─── Excerpted data ───
#![forbid(unsafe_code)]

//! A simulated host UI.
//!
//! Elements are laid out from the viewport by a fixed phone-style layout.
//! Each element queues the measurement tickets it receives and answers them
//! when the host is flushed, the way a real UI answers on its next layout
//! pass. An element can be told to report "not laid out yet" for its first
//! few requests, and elements can be removed to leave a dead anchor behind.

use std::cell::{Cell, RefCell};
use std::collections::BTreeMap;
use std::rc::Rc;

use tracing::{debug, trace};
use wayfinder::{Anchor, Measurable, MeasureOutcome, MeasureTicket, Rect, Size, Tour};

/// One element of the simulated UI.
#[derive(Debug)]
pub struct SimElement {
    name: &'static str,
    rect: Cell<Rect>,
    /// Requests still to be answered with an empty rectangle.
    unsettled: Cell<u32>,
    pending: RefCell<Vec<MeasureTicket>>,
}

impl SimElement {
    fn new(name: &'static str, rect: Rect, unsettled: u32) -> Rc<Self> {
        Rc::new(Self {
            name,
            rect: Cell::new(rect),
            unsettled: Cell::new(unsettled),
            pending: RefCell::new(Vec::new()),
        })
    }

    #[must_use]
    pub fn name(&self) -> &'static str {
        self.name
    }

    #[must_use]
    pub fn rect(&self) -> Rect {
        self.rect.get()
    }

    #[must_use]
    pub fn pending(&self) -> usize {
        self.pending.borrow().len()
    }

    /// The rectangle the element reports right now.
    fn report(&self) -> Rect {
        let left = self.unsettled.get();
        if left > 0 {
            self.unsettled.set(left - 1);
            Rect::default()
        } else {
            self.rect.get()
        }
    }
}

impl Measurable for SimElement {
    fn request_measure(&self, ticket: MeasureTicket) {
        trace!(element = self.name, attempt = ticket.attempt, "measure requested");
        self.pending.borrow_mut().push(ticket);
    }
}

/// Named elements plus the layout that positions them.
#[derive(Debug)]
pub struct SimHost {
    viewport: Cell<Size>,
    elements: RefCell<BTreeMap<&'static str, Rc<SimElement>>>,
}

/// Element names in the sample layout.
pub const SEARCH: &str = "search";
pub const FEED_CARD: &str = "feed-card";
pub const PROFILE_TAB: &str = "profile-tab";
pub const COMPOSE: &str = "compose";

const ELEMENTS: [&str; 4] = [SEARCH, FEED_CARD, PROFILE_TAB, COMPOSE];

/// Where `name` sits for a given viewport.
#[must_use]
pub fn layout(name: &str, viewport: Size) -> Rect {
    let (w, h) = (viewport.width, viewport.height);
    match name {
        SEARCH => Rect::new(16.0, 56.0, (w - 32.0).max(0.0), 40.0),
        FEED_CARD => Rect::new(16.0, (h * 0.35).round(), (w - 32.0).max(0.0), 140.0),
        // Right-most tab in a bottom tab bar.
        PROFILE_TAB => Rect::new(w - 72.0, h - 64.0, 64.0, 56.0),
        // Floating action button above the tab bar.
        COMPOSE => Rect::new(w - 76.0, h - 140.0, 56.0, 56.0),
        _ => Rect::default(),
    }
}

impl SimHost {
    /// A host with every sample element laid out for `viewport`.
    ///
    /// Each element answers its first `unsettled` requests with an empty
    /// rectangle.
    #[must_use]
    pub fn new(viewport: Size, unsettled: u32) -> Self {
        let elements = ELEMENTS
            .iter()
            .map(|&name| (name, SimElement::new(name, layout(name, viewport), unsettled)))
            .collect();
        Self {
            viewport: Cell::new(viewport),
            elements: RefCell::new(elements),
        }
    }

    #[must_use]
    pub fn viewport(&self) -> Size {
        self.viewport.get()
    }

    #[must_use]
    pub fn element(&self, name: &str) -> Option<Rc<SimElement>> {
        self.elements.borrow().get(name).cloned()
    }

    /// A weak anchor to `name`, dangling if the element does not exist.
    #[must_use]
    pub fn anchor(&self, name: &str) -> Anchor {
        self.element(name)
            .map(|element| Anchor::new(&element))
            .unwrap_or_else(Anchor::dangling)
    }

    /// Lay every element out again for a new viewport.
    pub fn relayout(&self, viewport: Size) {
        self.viewport.set(viewport);
        for element in self.elements.borrow().values() {
            element.rect.set(layout(element.name, viewport));
        }
        debug!(width = viewport.width, height = viewport.height, "host relayout");
    }

    /// Drop `name` from the UI. Anchors to it go dead.
    pub fn remove(&self, name: &str) -> bool {
        let removed = self.elements.borrow_mut().remove(name).is_some();
        if removed {
            debug!(element = name, "element removed");
        }
        removed
    }

    /// Answer every queued measurement request.
    ///
    /// Tickets are drained before any answer is delivered so the tour may
    /// queue new requests while this runs.
    pub fn flush(&self, tour: &Tour) -> Vec<MeasureOutcome> {
        let elements: Vec<Rc<SimElement>> = self.elements.borrow().values().cloned().collect();
        let mut outcomes = Vec::new();
        for element in elements {
            let tickets: Vec<MeasureTicket> = element.pending.borrow_mut().drain(..).collect();
            for ticket in tickets {
                outcomes.push(tour.on_measured(ticket, element.report()));
            }
        }
        outcomes
    }
}

#[cfg(test)]
mod tests {
    use super::*;
    use wayfinder::{TourConfig, TourStep};
    use web_time::{Duration, Instant};

    const PHONE: Size = Size::new(375.0, 812.0);

    #[test]
    fn layout_stays_inside_viewport() {
        for viewport in [PHONE, Size::new(812.0, 375.0), Size::new(1024.0, 768.0)] {
            let bounds = Rect::new(0.0, 0.0, viewport.width, viewport.height);
            for name in ELEMENTS {
                let rect = layout(name, viewport);
                assert!(rect.is_measurable(), "{name} empty at {viewport:?}");
                assert!(bounds.contains_rect(&rect), "{name} outside {viewport:?}");
            }
        }
    }

    #[test]
    fn unknown_element_gives_dangling_anchor() {
        let host = SimHost::new(PHONE, 0);
        assert!(host.anchor(SEARCH).is_alive());
        assert!(!host.anchor("nope").is_alive());
    }

    #[test]
    fn removed_element_kills_anchor() {
        let host = SimHost::new(PHONE, 0);
        let anchor = host.anchor(COMPOSE);
        assert!(host.remove(COMPOSE));
        assert!(!anchor.is_alive());
        assert!(!host.remove(COMPOSE));
    }

    #[test]
    fn unsettled_element_reports_empty_first() {
        let element = SimElement::new("x", Rect::new(1.0, 2.0, 3.0, 4.0), 2);
        assert!(element.report().is_empty());
        assert!(element.report().is_empty());
        assert_eq!(element.report(), Rect::new(1.0, 2.0, 3.0, 4.0));
    }

    #[test]
    fn relayout_moves_elements() {
        let host = SimHost::new(PHONE, 0);
        let before = host.element(PROFILE_TAB).unwrap().rect();
        host.relayout(Size::new(812.0, 375.0));
        let after = host.element(PROFILE_TAB).unwrap().rect();
        assert_ne!(before, after);
        assert_eq!(after, layout(PROFILE_TAB, Size::new(812.0, 375.0)));
    }

    #[test]
    fn flush_answers_queued_tickets() {
        let host = SimHost::new(PHONE, 0);
        let config = TourConfig::new().step(TourStep::new("s").anchor(host.anchor(SEARCH)));
        let tour = Tour::new(config, PHONE).unwrap();
        let t0 = Instant::now();

        tour.start();
        tour.tick(t0);
        tour.tick(t0 + Duration::from_millis(150));
        assert_eq!(host.element(SEARCH).unwrap().pending(), 1);

        let outcomes = host.flush(&tour);
        assert!(matches!(outcomes[..], [MeasureOutcome::Accepted(_)]));
        assert_eq!(host.element(SEARCH).unwrap().pending(), 0);
    }
}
───
All of the records should be repeated precisely as written.

→ Solution to this exercise
#![forbid(unsafe_code)]

//! A simulated host UI.
//!
//! Elements are laid out from the viewport by a fixed phone-style layout.
//! Each element queues the measurement tickets it receives and answers them
//! when the host is flushed, the way a real UI answers on its next layout
//! pass. An element can be told to report "not laid out yet" for its first
//! few requests, and elements can be removed to leave a dead anchor behind.

use std::cell::{Cell, RefCell};
use std::collections::BTreeMap;
use std::rc::Rc;

use tracing::{debug, trace};
use wayfinder::{Anchor, Measurable, MeasureOutcome, MeasureTicket, Rect, Size, Tour};

/// One element of the simulated UI.
#[derive(Debug)]
pub struct SimElement {
    name: &'static str,
    rect: Cell<Rect>,
    /// Requests still to be answered with an empty rectangle.
    unsettled: Cell<u32>,
    pending: RefCell<Vec<MeasureTicket>>,
}

impl SimElement {
    fn new(name: &'static str, rect: Rect, unsettled: u32) -> Rc<Self> {
        Rc::new(Self {
            name,
            rect: Cell::new(rect),
            unsettled: Cell::new(unsettled),
            pending: RefCell::new(Vec::new()),
        })
    }

    #[must_use]
    pub fn name(&self) -> &'static str {
        self.name
    }

    #[must_use]
    pub fn rect(&self) -> Rect {
        self.rect.get()
    }

    #[must_use]
    pub fn pending(&self) -> usize {
        self.pending.borrow().len()
    }

    /// The rectangle the element reports right now.
    fn report(&self) -> Rect {
        let left = self.unsettled.get();
        if left > 0 {
            self.unsettled.set(left - 1);
            Rect::default()
        } else {
            self.rect.get()
        }
    }
}

impl Measurable for SimElement {
    fn request_measure(&self, ticket: MeasureTicket) {
        trace!(element = self.name, attempt = ticket.attempt, "measure requested");
        self.pending.borrow_mut().push(ticket);
    }
}

/// Named elements plus the layout that positions them.
#[derive(Debug)]
pub struct SimHost {
    viewport: Cell<Size>,
    elements: RefCell<BTreeMap<&'static str, Rc<SimElement>>>,
}

/// Element names in the sample layout.
pub const SEARCH: &str = "search";
pub const FEED_CARD: &str = "feed-card";
pub const PROFILE_TAB: &str = "profile-tab";
pub const COMPOSE: &str = "compose";

const ELEMENTS: [&str; 4] = [SEARCH, FEED_CARD, PROFILE_TAB, COMPOSE];

/// Where `name` sits for a given viewport.
#[must_use]
pub fn layout(name: &str, viewport: Size) -> Rect {
    let (w, h) = (viewport.width, viewport.height);
    match name {
        SEARCH => Rect::new(16.0, 56.0, (w - 32.0).max(0.0), 40.0),
        FEED_CARD => Rect::new(16.0, (h * 0.35).round(), (w - 32.0).max(0.0), 140.0),
        // Right-most tab in a bottom tab bar.
        PROFILE_TAB => Rect::new(w - 72.0, h - 64.0, 64.0, 56.0),
        // Floating action button above the tab bar.
        COMPOSE => Rect::new(w - 76.0, h - 140.0, 56.0, 56.0),
        _ => Rect::default(),
    }
}

impl SimHost {
    /// A host with every sample element laid out for `viewport`.
    ///
    /// Each element answers its first `unsettled` requests with an empty
    /// rectangle.
    #[must_use]
    pub fn new(viewport: Size, unsettled: u32) -> Self {
        let elements = ELEMENTS
            .iter()
            .map(|&name| (name, SimElement::new(name, layout(name, viewport), unsettled)))
            .collect();
        Self {
            viewport: Cell::new(viewport),
            elements: RefCell::new(elements),
        }
    }

    #[must_use]
    pub fn viewport(&self) -> Size {
        self.viewport.get()
    }

    #[must_use]
    pub fn element(&self, name: &str) -> Option<Rc<SimElement>> {
        self.elements.borrow().get(name).cloned()
    }

    /// A weak anchor to `name`, dangling if the element does not exist.
    #[must_use]
    pub fn anchor(&self, name: &str) -> Anchor {
        self.element(name)
            .map(|element| Anchor::new(&element))
            .unwrap_or_else(Anchor::dangling)
    }

    /// Lay every element out again for a new viewport.
    pub fn relayout(&self, viewport: Size) {
        self.viewport.set(viewport);
        for element in self.elements.borrow().values() {
            element.rect.set(layout(element.name, viewport));
        }
        debug!(width = viewport.width, height = viewport.height, "host relayout");
    }

    /// Drop `name` from the UI. Anchors to it go dead.
    pub fn remove(&self, name: &str) -> bool {
        let removed = self.elements.borrow_mut().remove(name).is_some();
        if removed {
            debug!(element = name, "element removed");
        }
        removed
    }

    /// Answer every queued measurement request.
    ///
    /// Tickets are drained before any answer is delivered so the tour may
    /// queue new requests while this runs.
    pub fn flush(&self, tour: &Tour) -> Vec<MeasureOutcome> {
        let elements: Vec<Rc<SimElement>> = self.elements.borrow().values().cloned().collect();
        let mut outcomes = Vec::new();
        for element in elements {
            let tickets: Vec<MeasureTicket> = element.pending.borrow_mut().drain(..).collect();
            for ticket in tickets {
                outcomes.push(tour.on_measured(ticket, element.report()));
            }
        }
        outcomes
    }
}

#[cfg(test)]
mod tests {
    use super::*;
    use wayfinder::{TourConfig, TourStep};
    use web_time::{Duration, Instant};

    const PHONE: Size = Size::new(375.0, 812.0);

    #[test]
    fn layout_stays_inside_viewport() {
        for viewport in [PHONE, Size::new(812.0, 375.0), Size::new(1024.0, 768.0)] {
            let bounds = Rect::new(0.0, 0.0, viewport.width, viewport.height);
            for name in ELEMENTS {
                let rect = layout(name, viewport);
                assert!(rect.is_measurable(), "{name} empty at {viewport:?}");
                assert!(bounds.contains_rect(&rect), "{name} outside {viewport:?}");
            }
        }
    }

    #[test]
    fn unknown_element_gives_dangling_anchor() {
        let host = SimHost::new(PHONE, 0);
        assert!(host.anchor(SEARCH).is_alive());
        assert!(!host.anchor("nope").is_alive());
    }

    #[test]
    fn removed_element_kills_anchor() {
        let host = SimHost::new(PHONE, 0);
        let anchor = host.anchor(COMPOSE);
        assert!(host.remove(COMPOSE));
        assert!(!anchor.is_alive());
        assert!(!host.remove(COMPOSE));
    }

    #[test]
    fn unsettled_element_reports_empty_first() {
        let element = SimElement::new("x", Rect::new(1.0, 2.0, 3.0, 4.0), 2);
        assert!(element.report().is_empty());
        assert!(element.report().is_empty());
        assert_eq!(element.report(), Rect::new(1.0, 2.0, 3.0, 4.0));
    }

    #[test]
    fn relayout_moves_elements() {
        let host = SimHost::new(PHONE, 0);
        let before = host.element(PROFILE_TAB).unwrap().rect();
        host.relayout(Size::new(812.0, 375.0));
        let after = host.element(PROFILE_TAB).unwrap().rect();
        assert_ne!(before, after);
        assert_eq!(after, layout(PROFILE_TAB, Size::new(812.0, 375.0)));
    }

    #[test]
    fn flush_answers_queued_tickets() {
        let host = SimHost::new(PHONE, 0);
        let config = TourConfig::new().step(TourStep::new("s").anchor(host.anchor(SEARCH)));
        let tour = Tour::new(config, PHONE).unwrap();
        let t0 = Instant::now();

        tour.start();
        tour.tick(t0);
        tour.tick(t0 + Duration::from_millis(150));
        assert_eq!(host.element(SEARCH).unwrap().pending(), 1);

        let outcomes = host.flush(&tour);
        assert!(matches!(outcomes[..], [MeasureOutcome::Accepted(_)]));
        assert_eq!(host.element(SEARCH).unwrap().pending(), 0);
    }
}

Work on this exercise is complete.